What if you could not only travel any location in the world, but to any possible world?
A train exists that passes through every city—and every possible city—in the world. Gris, a businessman in the Windy City, unknowingly steps aboard and enters the station for the City of Blind Delight where everyone has what they need to survive, but not necessarily what they want . . .
Major Spoiler’s Ahead
“The City of Blind Delight” is a short story in Other Worlds Than These, an anthology that explores the theme of other worlds and the road not taken. Valente’s story is a wonderful example of the genre. It is one of those stories where there are touches of steampunk, of fantasy, and of sci-fi. Some readers may not feel that it is “strictly” steampunk because it lacks certain elements, such as a setting inspired by Victorian England or the American West. However, I would argue that Valente creates a blended genre that simply has a little more “punk” than “steam.” And really, aren’t both of those words important to the genre?
As an additional warning—there is no way I could review this story without spoilers and do it justice. If you want to be surprised at the ending, skip this until you read the short story.
There is a train which passes through every possible city. It folds the world like an accordioned map, and speeds through the folds like a long white cry, piercing black dots and capital-stars and vast blue bays. Its tracks bound the firmament like bones: wet, humming iron with wriggling runnels of quicksilver slowly replacing the old ash wood planks, and the occasional golden bar to mark a historic intersection, so long past the plaque has weathered to blank (Valente, 2012).
The story begins with a missed connection that almost mirrors a romantic plot: an unnamed woman in black glasses stands on the platform waiting for the train to Blind Delight. But she did not know what she was waiting for or how to recognize the correct train from all the other graffiti-barnacled leviathans. Gris brushes her elbow as he hurries through the doors. She longs to follow him even though it is too late, and wonders why she feels this way.
Gris falls asleep on the train and does not hear the station call, but the train waits for him to wake. He enters Blind Delight, “where the station arches and vestibules are formed by acrobatic dancers, their bodies locked together with laced fingers and toes, stretching in shifts over the glistening track, their faces impassive as angels” (Valente, 2012).
In the city everyone either works for the line, usually as a Station Dancer (a member of the human ceiling) or as a prostitute: As he wanders through the station, Otthild, a woman who works both professions, picks up Gris.
The edges of the railroad curl out into the valley, and drag up a town from the earth, whatever town the Conductor dreams of that day, whatever city the tracks long to see. And so there is a river of brandy, and the lime-tart trees, and roads of bread. The Line brought folk, and they stayed (Valente, 2012).

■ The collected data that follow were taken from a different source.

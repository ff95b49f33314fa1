//! Parsers for remote-console response text.
//!
//! The game server answers administrative commands with loosely formatted
//! prose, e.g.:
//!
//! ```text
//! There are 2 of a max of 20 players online: Alice, Bob
//! Alice has the following entity data: [1.0d, 2.0d, 3.0d]
//! Alice has the following entity data: the_end
//! ```
//!
//! These functions extract the typed values the poll cycle needs. All
//! three are pure: same input, same output, no I/O.

use crate::ParseError;

/// Extracts the player names from a `list` response.
///
/// The leading number anywhere before the data is the player count. A
/// count of zero short-circuits to an empty list without looking at the
/// rest of the text. Otherwise the text after the first `:` is split on
/// commas and each name is trimmed.
pub fn parse_player_list(text: &str) -> Result<Vec<String>, ParseError> {
    let count = leading_count(text)
        .ok_or_else(|| ParseError::MissingCount(text.to_string()))?;

    if count == 0 {
        return Ok(Vec::new());
    }

    let (_, names) = text
        .split_once(':')
        .ok_or_else(|| ParseError::MissingDelimiter(text.to_string()))?;

    Ok(names.split(',').map(|name| name.trim().to_string()).collect())
}

/// Extracts an `{x, y, z}` triple from a `data get entity <name> Pos`
/// response.
///
/// The payload after the first `:` looks like `[1.0d, 2.0d, 3.0d]`; the
/// brackets, spaces, and `d` type suffixes are stripped before parsing.
/// Extra tokens beyond the third are ignored.
pub fn parse_coordinates(text: &str) -> Result<(f64, f64, f64), ParseError> {
    let (_, payload) = text
        .split_once(':')
        .ok_or_else(|| ParseError::MissingDelimiter(text.to_string()))?;

    let cleaned: String = payload
        .chars()
        .filter(|c| !matches!(c, 'd' | ' ' | '[' | ']'))
        .collect();

    let tokens: Vec<&str> =
        cleaned.split(',').filter(|t| !t.is_empty()).collect();
    if tokens.len() < 3 {
        return Err(ParseError::MissingCoordinates {
            found: tokens.len(),
        });
    }

    let mut coords = [0.0f64; 3];
    for (slot, token) in coords.iter_mut().zip(&tokens) {
        *slot = token.parse().map_err(|source| {
            ParseError::InvalidCoordinate {
                token: token.to_string(),
                source,
            }
        })?;
    }

    Ok((coords[0], coords[1], coords[2]))
}

/// Extracts the dimension label from a `data get entity <name> Dimension`
/// response: everything after the first `:`, trimmed, verbatim.
pub fn parse_dimension(text: &str) -> Result<String, ParseError> {
    let (_, label) = text
        .split_once(':')
        .ok_or_else(|| ParseError::MissingDelimiter(text.to_string()))?;
    Ok(label.trim().to_string())
}

/// Finds the first contiguous run of ASCII digits and parses it.
fn leading_count(text: &str) -> Option<u32> {
    let start = text.find(|c: char| c.is_ascii_digit())?;
    let digits: String = text[start..]
        .chars()
        .take_while(|c| c.is_ascii_digit())
        .collect();
    digits.parse().ok()
}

Blind Delight is a city without need. Cattle that have been roasted brown and glistening wander through the city with knives in their flanks. They contentedly offer their flesh to those who are hungry. The river is filled with a rich brandy. The houses are made of brown cake. The streets are paved in bread. Yet, as Gris jokes about how he would pay for Otthild’s services in “a city without want,” she responds, “no one is without want.” There is a difference between “want” and “need” that he has yet to comprehend.
Otthild tells Gris that her mother was a ticket-taker for the line who went down to the edges of the railroad to find the gold spike laid there at the beginning of time. Her mother laid next to the golden spike and cried for the man who lost his life when laying the gold spike; it was there Otthild was conceived—part human, part clockwork, and part gold:
Her skin opens, soft as cloth, and her bones, and her lungs, peeling back like gift-box tissue. Beneath all this is her heart, and it is golden, gleaming, bright at the bottom of her body. A good part of her blood is gold, too, flowing out from the metallic ventricles. She is terrible, and crisp, and clear, a Jacobean diagram of womanhood, her heart burning, burning, burning golden as God (Valente, 2012).
The people of Blind Delight are collectors, she informs Gris. Since food and shelter are completely fulfilled, what people want is refined. Otthild’s mother wanted to see the gold spike. She wanted a child. When Otthild was born, she polished her daughter’s heart every night before bed. Another woman collects calf’s tails. Otthild collects return train tickets.
Gris gives her his ticket, even though he has no reassurance that he can return home. Otthild tells him:
Maybe they would sell you a new one. Maybe they would let you inside. Maybe not. We are often perverse. Maybe the Station is full of Midwesterners trying to buy a ticket home with everything they own, even flesh, even bone.
Back in Chicago the woman in black glasses steps onto the train . . .
“The City of Blind Delight” is a short story that I highly recommend. It has a unique mixture of steampunk, fantasy, and sci-fi; it is not easy to plug it into a particular genre. It leaves a reader guessing—is Gris dead? Is he in heaven or in hell? Does he sell his chance at redemption (to leave on the train) for one night with Otthild? Or is he making a conscious choice to stay and enjoy what the world has to offer? It is up to the reader to decide.